Optimising performance to beat the internet’s rush hour traffic

Mon 28 Jul 2014

Paul_Vian[1]As IP traffic continues to rocket and the peaks during the busy hour get even spikier, there is a growing need for automation in managing network services says Paul Vian

According to the most recent Cisco Visual Networking Index,  global IP traffic has increased more than fivefold in the past five years and will increase threefold over the next five years. Moreover, traffic during the “busy hour,” or the busiest 60 minute period in a day, is growing 20% faster than that. While cloud services and mobile devices are enabling dynamic new IT environments for businesses, the networks connecting them are emerging as critical pain points in service delivery and user experience.

At the macro level, if the Netflix peering disputes with Comcast and Verizon demonstrate anything, it’s that even if you have a very fast broadband connection to the internet, there are no guarantees you will automatically get a better user experience.

The same holds true for businesses that increasingly rely on the internet, from online gaming companies, e-commerce and big data analytics to mobile and digital advertising platforms and exchanges. Latency, jitter, packet loss and congestion all lead to poor internet performance that has a negative impact on business. E-commerce provides a very tangible example: Summit, the online marketing and e-commerce specialist for retail, recently estimated that a retailer with £10m in annual online sales could lose up to £1m in revenue each year due to consumer impatience with slow-loading web pages.

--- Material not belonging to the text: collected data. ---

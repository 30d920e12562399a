//! Logging configuration with journald support on Linux.
//!
//! Sets up tracing-based logging that goes to systemd's journal on Linux,
//! with a daily rolling log file as the fallback.

use anyhow::Result;
use std::path::PathBuf;
use tracing_subscriber::{fmt, layer::SubscriberExt, util::SubscriberInitExt, EnvFilter};

/// Initialize the logging system.
///
/// Log level is controlled via the `CLEPHO_SEARCH_LOG` environment variable
/// (`debug`, `info`, `warn`, `error`; default `info`). Per-query timings are
/// logged at `debug`.
pub fn init(log_dir: Option<PathBuf>) -> Result<()> {
    let env_filter = EnvFilter::try_from_env("CLEPHO_SEARCH_LOG")
        .unwrap_or_else(|_| EnvFilter::new("info"));

    #[cfg(target_os = "linux")]
    {
        if let Ok(journald_layer) = tracing_journald::layer() {
            tracing_subscriber::registry()
                .with(env_filter)
                .with(journald_layer.with_syslog_identifier("clepho-search".to_string()))
                .try_init()?;

            tracing::info!("Logging initialized with journald backend");
            return Ok(());
        }
    }

    let log_dir = log_dir.unwrap_or_else(|| {
        dirs::data_local_dir()
            .unwrap_or_else(|| PathBuf::from("."))
            .join("clepho")
            .join("logs")
    });

    std::fs::create_dir_all(&log_dir)?;

    let file_appender = tracing_appender::rolling::daily(&log_dir, "clepho-search.log");
    let (non_blocking, guard) = tracing_appender::non_blocking(file_appender);

    // The guard flushes on drop, so it has to outlive every log call.
    static GUARD: std::sync::OnceLock<tracing_appender::non_blocking::WorkerGuard> =
        std::sync::OnceLock::new();
    let _ = GUARD.set(guard);

    tracing_subscriber::registry()
        .with(env_filter)
        .with(fmt::layer().with_writer(non_blocking).with_ansi(false))
        .try_init()?;

    tracing::info!("Logging initialized with file backend at {:?}", log_dir);
    Ok(())
}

Part of that problem is that networks are dynamic and the performance of any network services provider (NSP) varies based on its overall capacity, traffic at any point in time, network black-outs/brown-outs and the number of hops required across the network to reach the destination. Combining these variables ensures that no single NSP can provide the best performance all the time – especially with the number of destination networks on the internet increasing dramatically, quadrupling in size since 2004 (see chart below).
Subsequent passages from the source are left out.